• **DATA PROVIDED**
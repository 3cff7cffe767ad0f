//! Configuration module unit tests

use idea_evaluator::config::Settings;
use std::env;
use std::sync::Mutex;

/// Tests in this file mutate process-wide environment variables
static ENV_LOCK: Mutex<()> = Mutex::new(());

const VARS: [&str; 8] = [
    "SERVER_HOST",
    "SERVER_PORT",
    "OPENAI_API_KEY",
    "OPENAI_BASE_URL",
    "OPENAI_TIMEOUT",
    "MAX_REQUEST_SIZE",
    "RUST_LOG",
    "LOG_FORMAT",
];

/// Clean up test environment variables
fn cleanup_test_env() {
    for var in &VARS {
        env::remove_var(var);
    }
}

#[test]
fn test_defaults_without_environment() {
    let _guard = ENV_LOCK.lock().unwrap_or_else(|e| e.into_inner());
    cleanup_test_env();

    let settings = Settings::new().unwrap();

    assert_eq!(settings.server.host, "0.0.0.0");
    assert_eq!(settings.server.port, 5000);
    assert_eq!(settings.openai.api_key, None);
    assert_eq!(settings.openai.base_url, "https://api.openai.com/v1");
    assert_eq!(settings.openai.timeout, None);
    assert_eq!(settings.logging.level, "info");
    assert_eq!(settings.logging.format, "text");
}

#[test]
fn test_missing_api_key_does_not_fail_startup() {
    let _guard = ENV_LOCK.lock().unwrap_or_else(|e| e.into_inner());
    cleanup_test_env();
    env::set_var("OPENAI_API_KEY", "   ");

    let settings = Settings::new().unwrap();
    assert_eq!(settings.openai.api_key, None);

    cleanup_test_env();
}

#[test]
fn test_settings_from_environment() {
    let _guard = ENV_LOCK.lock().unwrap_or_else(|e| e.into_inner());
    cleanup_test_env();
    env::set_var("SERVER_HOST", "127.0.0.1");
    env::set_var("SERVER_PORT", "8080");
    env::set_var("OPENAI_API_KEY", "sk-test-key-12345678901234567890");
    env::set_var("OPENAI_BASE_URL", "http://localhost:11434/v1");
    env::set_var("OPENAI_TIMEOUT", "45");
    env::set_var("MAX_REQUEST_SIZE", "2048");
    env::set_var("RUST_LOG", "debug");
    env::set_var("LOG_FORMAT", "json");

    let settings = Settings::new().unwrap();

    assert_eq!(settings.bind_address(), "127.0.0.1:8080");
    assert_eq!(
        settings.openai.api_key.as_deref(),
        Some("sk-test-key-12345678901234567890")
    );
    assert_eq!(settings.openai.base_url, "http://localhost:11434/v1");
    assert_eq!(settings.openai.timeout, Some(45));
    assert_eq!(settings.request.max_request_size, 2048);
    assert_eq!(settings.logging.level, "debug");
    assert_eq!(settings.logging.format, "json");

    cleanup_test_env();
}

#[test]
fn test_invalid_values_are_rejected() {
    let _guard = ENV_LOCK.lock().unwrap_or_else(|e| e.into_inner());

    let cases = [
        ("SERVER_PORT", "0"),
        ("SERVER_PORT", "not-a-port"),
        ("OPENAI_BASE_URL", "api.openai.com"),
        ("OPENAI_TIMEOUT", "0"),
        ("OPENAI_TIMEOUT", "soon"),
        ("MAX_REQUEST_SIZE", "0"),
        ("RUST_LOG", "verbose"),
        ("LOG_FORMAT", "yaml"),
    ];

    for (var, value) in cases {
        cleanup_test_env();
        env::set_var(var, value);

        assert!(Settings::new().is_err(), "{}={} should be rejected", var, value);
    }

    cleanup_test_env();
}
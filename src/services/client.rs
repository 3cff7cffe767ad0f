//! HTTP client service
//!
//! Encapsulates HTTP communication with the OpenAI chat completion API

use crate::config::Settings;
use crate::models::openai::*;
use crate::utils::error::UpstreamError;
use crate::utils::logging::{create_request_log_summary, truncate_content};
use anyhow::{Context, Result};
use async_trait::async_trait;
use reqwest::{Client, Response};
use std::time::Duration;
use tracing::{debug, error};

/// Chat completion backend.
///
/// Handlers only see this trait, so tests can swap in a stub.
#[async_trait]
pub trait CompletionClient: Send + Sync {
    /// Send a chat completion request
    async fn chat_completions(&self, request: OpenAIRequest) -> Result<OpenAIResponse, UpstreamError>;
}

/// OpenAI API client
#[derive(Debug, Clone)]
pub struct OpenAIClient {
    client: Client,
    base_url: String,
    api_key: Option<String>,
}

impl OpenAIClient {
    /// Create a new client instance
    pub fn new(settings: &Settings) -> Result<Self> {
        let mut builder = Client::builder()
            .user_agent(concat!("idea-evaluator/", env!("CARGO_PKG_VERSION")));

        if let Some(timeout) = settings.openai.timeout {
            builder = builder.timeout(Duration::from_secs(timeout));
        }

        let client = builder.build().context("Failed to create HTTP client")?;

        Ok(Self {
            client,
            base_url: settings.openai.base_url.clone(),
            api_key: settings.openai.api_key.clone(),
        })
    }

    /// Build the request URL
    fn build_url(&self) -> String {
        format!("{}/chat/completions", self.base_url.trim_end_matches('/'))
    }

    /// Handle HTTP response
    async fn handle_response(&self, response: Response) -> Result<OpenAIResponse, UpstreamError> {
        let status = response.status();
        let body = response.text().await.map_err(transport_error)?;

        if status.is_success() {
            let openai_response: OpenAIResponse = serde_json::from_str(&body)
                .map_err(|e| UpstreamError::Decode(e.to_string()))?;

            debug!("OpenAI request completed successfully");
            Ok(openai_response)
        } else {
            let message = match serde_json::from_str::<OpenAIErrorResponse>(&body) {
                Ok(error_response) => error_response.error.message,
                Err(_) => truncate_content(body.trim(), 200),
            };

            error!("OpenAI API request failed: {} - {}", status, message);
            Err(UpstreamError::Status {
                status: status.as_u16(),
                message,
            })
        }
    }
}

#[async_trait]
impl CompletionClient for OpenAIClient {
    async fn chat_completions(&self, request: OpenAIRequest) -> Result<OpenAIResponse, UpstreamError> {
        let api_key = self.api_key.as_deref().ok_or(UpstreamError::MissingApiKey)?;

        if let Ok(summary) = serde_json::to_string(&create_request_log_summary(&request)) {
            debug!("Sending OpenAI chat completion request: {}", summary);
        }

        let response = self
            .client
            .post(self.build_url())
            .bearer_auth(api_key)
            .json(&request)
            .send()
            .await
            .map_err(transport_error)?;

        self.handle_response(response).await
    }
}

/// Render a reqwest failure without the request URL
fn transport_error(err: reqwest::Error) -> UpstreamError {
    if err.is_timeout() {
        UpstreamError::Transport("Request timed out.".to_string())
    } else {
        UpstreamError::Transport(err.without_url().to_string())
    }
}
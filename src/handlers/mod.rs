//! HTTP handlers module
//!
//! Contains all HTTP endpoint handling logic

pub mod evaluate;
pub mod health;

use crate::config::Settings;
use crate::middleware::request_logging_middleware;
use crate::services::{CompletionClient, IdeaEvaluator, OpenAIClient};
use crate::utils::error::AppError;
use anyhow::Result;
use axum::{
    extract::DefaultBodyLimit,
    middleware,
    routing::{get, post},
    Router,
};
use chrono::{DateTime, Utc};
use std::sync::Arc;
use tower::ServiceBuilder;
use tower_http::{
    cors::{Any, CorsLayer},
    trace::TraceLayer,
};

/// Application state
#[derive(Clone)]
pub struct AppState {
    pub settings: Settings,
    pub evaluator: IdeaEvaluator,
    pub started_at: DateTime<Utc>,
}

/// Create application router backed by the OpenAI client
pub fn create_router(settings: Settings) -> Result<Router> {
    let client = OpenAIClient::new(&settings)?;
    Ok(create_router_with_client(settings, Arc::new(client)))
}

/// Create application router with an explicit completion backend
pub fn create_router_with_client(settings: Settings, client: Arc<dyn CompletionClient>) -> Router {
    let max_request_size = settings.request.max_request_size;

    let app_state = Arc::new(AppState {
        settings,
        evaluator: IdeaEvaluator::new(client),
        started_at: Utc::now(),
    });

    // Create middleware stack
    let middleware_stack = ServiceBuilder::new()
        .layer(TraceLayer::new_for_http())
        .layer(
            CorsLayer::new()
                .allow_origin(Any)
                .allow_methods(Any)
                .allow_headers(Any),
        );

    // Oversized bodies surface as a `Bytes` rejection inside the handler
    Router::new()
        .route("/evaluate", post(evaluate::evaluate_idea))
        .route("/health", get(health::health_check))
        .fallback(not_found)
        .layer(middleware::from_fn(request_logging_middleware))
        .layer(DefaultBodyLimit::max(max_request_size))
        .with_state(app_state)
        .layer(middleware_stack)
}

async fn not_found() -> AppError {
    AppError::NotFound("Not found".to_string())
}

• **TASK REQUIREMENTS**
Only one stretch of the records above is wanted: the lines between the one holding "use async_trait::async_trait;" and the one holding "pub fn new(settings: &Settings)", inclusive, reproduced exactly.

• **TASK ANSWER**
use async_trait::async_trait;
use reqwest::{Client, Response};
use std::time::Duration;
use tracing::{debug, error};

/// Chat completion backend.
///
/// Handlers only see this trait, so tests can swap in a stub.
#[async_trait]
pub trait CompletionClient: Send + Sync {
    /// Send a chat completion request
    async fn chat_completions(&self, request: OpenAIRequest) -> Result<OpenAIResponse, UpstreamError>;
}

/// OpenAI API client
#[derive(Debug, Clone)]
pub struct OpenAIClient {
    client: Client,
    base_url: String,
    api_key: Option<String>,
}

impl OpenAIClient {
    /// Create a new client instance
    pub fn new(settings: &Settings) -> Result<Self> {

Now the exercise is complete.